Instructions for the task:
Print each line once more, unchanged, from the line holding "and no modifiers." to the end of the listing below.

Stored data:
-- Opening Marker --
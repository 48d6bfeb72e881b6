//! Attribute table - the six scores every other derived value hangs off.
//!
//! Only `base`, `mod`, `situationalModifier`, `saveMod`, `progress` and
//! `training` are persisted. Totals exist only on the derived sheet.

use core::ops::{Index, IndexMut};

use strum::IntoEnumIterator;

use crate::error::SheetError;

/// The six attributes, keyed by their sheet abbreviation.
#[derive(
    Clone,
    Copy,
    Debug,
    PartialEq,
    Eq,
    PartialOrd,
    Ord,
    Hash,
    strum::Display,
    strum::EnumString,
    strum::AsRefStr,
    strum::EnumIter,
    strum::EnumCount,
)]
#[cfg_attr(feature = "serde", derive(serde::Serialize, serde::Deserialize))]
#[cfg_attr(feature = "serde", serde(rename_all = "snake_case"))]
#[strum(serialize_all = "snake_case", ascii_case_insensitive)]
pub enum AttributeKey {
    /// Strength: carrying capacity, effort
    Str,
    /// Dexterity: defense, effort, overload penalties
    Dex,
    /// Constitution: effort, mana for endurance casters
    Con,
    /// Intelligence: mana for scholarly casters
    Int,
    /// Charisma
    Cha,
    Luck,
}

impl AttributeKey {
    /// Parse a sheet abbreviation (`"dex"`, `"DEX"`).
    pub fn parse(value: &str) -> Result<Self, SheetError> {
        value
            .parse()
            .map_err(|_| SheetError::UnknownAttribute(value.to_string()))
    }
}

/// Persisted attribute record.
#[derive(Clone, Debug, Default, PartialEq, Eq)]
#[cfg_attr(feature = "serde", derive(serde::Serialize, serde::Deserialize))]
#[cfg_attr(feature = "serde", serde(default, rename_all = "camelCase"))]
pub struct AttributeScore {
    pub base: i32,
    /// Permanent modifier.
    #[cfg_attr(feature = "serde", serde(rename = "mod"))]
    pub modifier: i32,
    /// Temporary modifier, distinct from the permanent one.
    pub situational_modifier: i32,
    pub save_mod: i32,
    /// Advancement points toward the next base increase.
    pub progress: i32,
    /// Training doubles progress gain until the next increase.
    pub training: bool,
}

impl AttributeScore {
    pub fn new(base: i32) -> Self {
        Self {
            base,
            ..Self::default()
        }
    }

    pub fn with_modifier(mut self, modifier: i32) -> Self {
        self.modifier = modifier;
        self
    }

    pub fn with_situational(mut self, situational_modifier: i32) -> Self {
        self.situational_modifier = situational_modifier;
        self
    }

    pub fn with_save_mod(mut self, save_mod: i32) -> Self {
        self.save_mod = save_mod;
        self
    }

    /// `base + mod + situationalModifier`.
    pub fn total(&self) -> i32 {
        self.base + self.modifier + self.situational_modifier
    }
}

/// One value per attribute.
///
/// Generic so the persisted record (`AttributeTable<AttributeScore>`) and the
/// derived view (`AttributeTable<DerivedAttribute>`) share key handling.
#[derive(Clone, Debug, Default, PartialEq, Eq)]
#[cfg_attr(feature = "serde", derive(serde::Serialize, serde::Deserialize))]
#[cfg_attr(feature = "serde", serde(default))]
pub struct AttributeTable<T> {
    pub str: T,
    pub dex: T,
    pub con: T,
    pub int: T,
    pub cha: T,
    pub luck: T,
}

impl<T> AttributeTable<T> {
    /// Build a table by evaluating `f` for each key in declaration order.
    pub fn from_fn(mut f: impl FnMut(AttributeKey) -> T) -> Self {
        Self {
            str: f(AttributeKey::Str),
            dex: f(AttributeKey::Dex),
            con: f(AttributeKey::Con),
            int: f(AttributeKey::Int),
            cha: f(AttributeKey::Cha),
            luck: f(AttributeKey::Luck),
        }
    }

    pub fn get(&self, key: AttributeKey) -> &T {
        match key {
            AttributeKey::Str => &self.str,
            AttributeKey::Dex => &self.dex,
            AttributeKey::Con => &self.con,
            AttributeKey::Int => &self.int,
            AttributeKey::Cha => &self.cha,
            AttributeKey::Luck => &self.luck,
        }
    }

    pub fn get_mut(&mut self, key: AttributeKey) -> &mut T {
        match key {
            AttributeKey::Str => &mut self.str,
            AttributeKey::Dex => &mut self.dex,
            AttributeKey::Con => &mut self.con,
            AttributeKey::Int => &mut self.int,
            AttributeKey::Cha => &mut self.cha,
            AttributeKey::Luck => &mut self.luck,
        }
    }

    pub fn iter(&self) -> impl Iterator<Item = (AttributeKey, &T)> {
        AttributeKey::iter().map(move |key| (key, self.get(key)))
    }

    pub fn values_mut(&mut self) -> impl Iterator<Item = &mut T> {
        [
            &mut self.str,
            &mut self.dex,
            &mut self.con,
            &mut self.int,
            &mut self.cha,
            &mut self.luck,
        ]
        .into_iter()
    }

    pub fn map<U>(&self, mut f: impl FnMut(AttributeKey, &T) -> U) -> AttributeTable<U> {
        AttributeTable::from_fn(|key| f(key, self.get(key)))
    }
}

impl<T> Index<AttributeKey> for AttributeTable<T> {
    type Output = T;

    fn index(&self, key: AttributeKey) -> &T {
        self.get(key)
    }
}

impl<T> IndexMut<AttributeKey> for AttributeTable<T> {
    fn index_mut(&mut self, key: AttributeKey) -> &mut T {
        self.get_mut(key)
    }
}

impl AttributeTable<AttributeScore> {
    /// Table with every attribute at `base` and no modifiers.
    pub fn uniform(base: i32) -> Self {
        Self::from_fn(|_| AttributeScore::new(base))
    }

    /// Builder-style base override for one attribute.
    pub fn with_base(mut self, key: AttributeKey, base: i32) -> Self {
        self[key].base = base;
        self
    }
}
-- Closing Marker --
Exercise response:
    /// Table with every attribute at `base` and no modifiers.
    pub fn uniform(base: i32) -> Self {
        Self::from_fn(|_| AttributeScore::new(base))
    }

    /// Builder-style base override for one attribute.
    pub fn with_base(mut self, key: AttributeKey, base: i32) -> Self {
        self[key].base = base;
        self
    }
}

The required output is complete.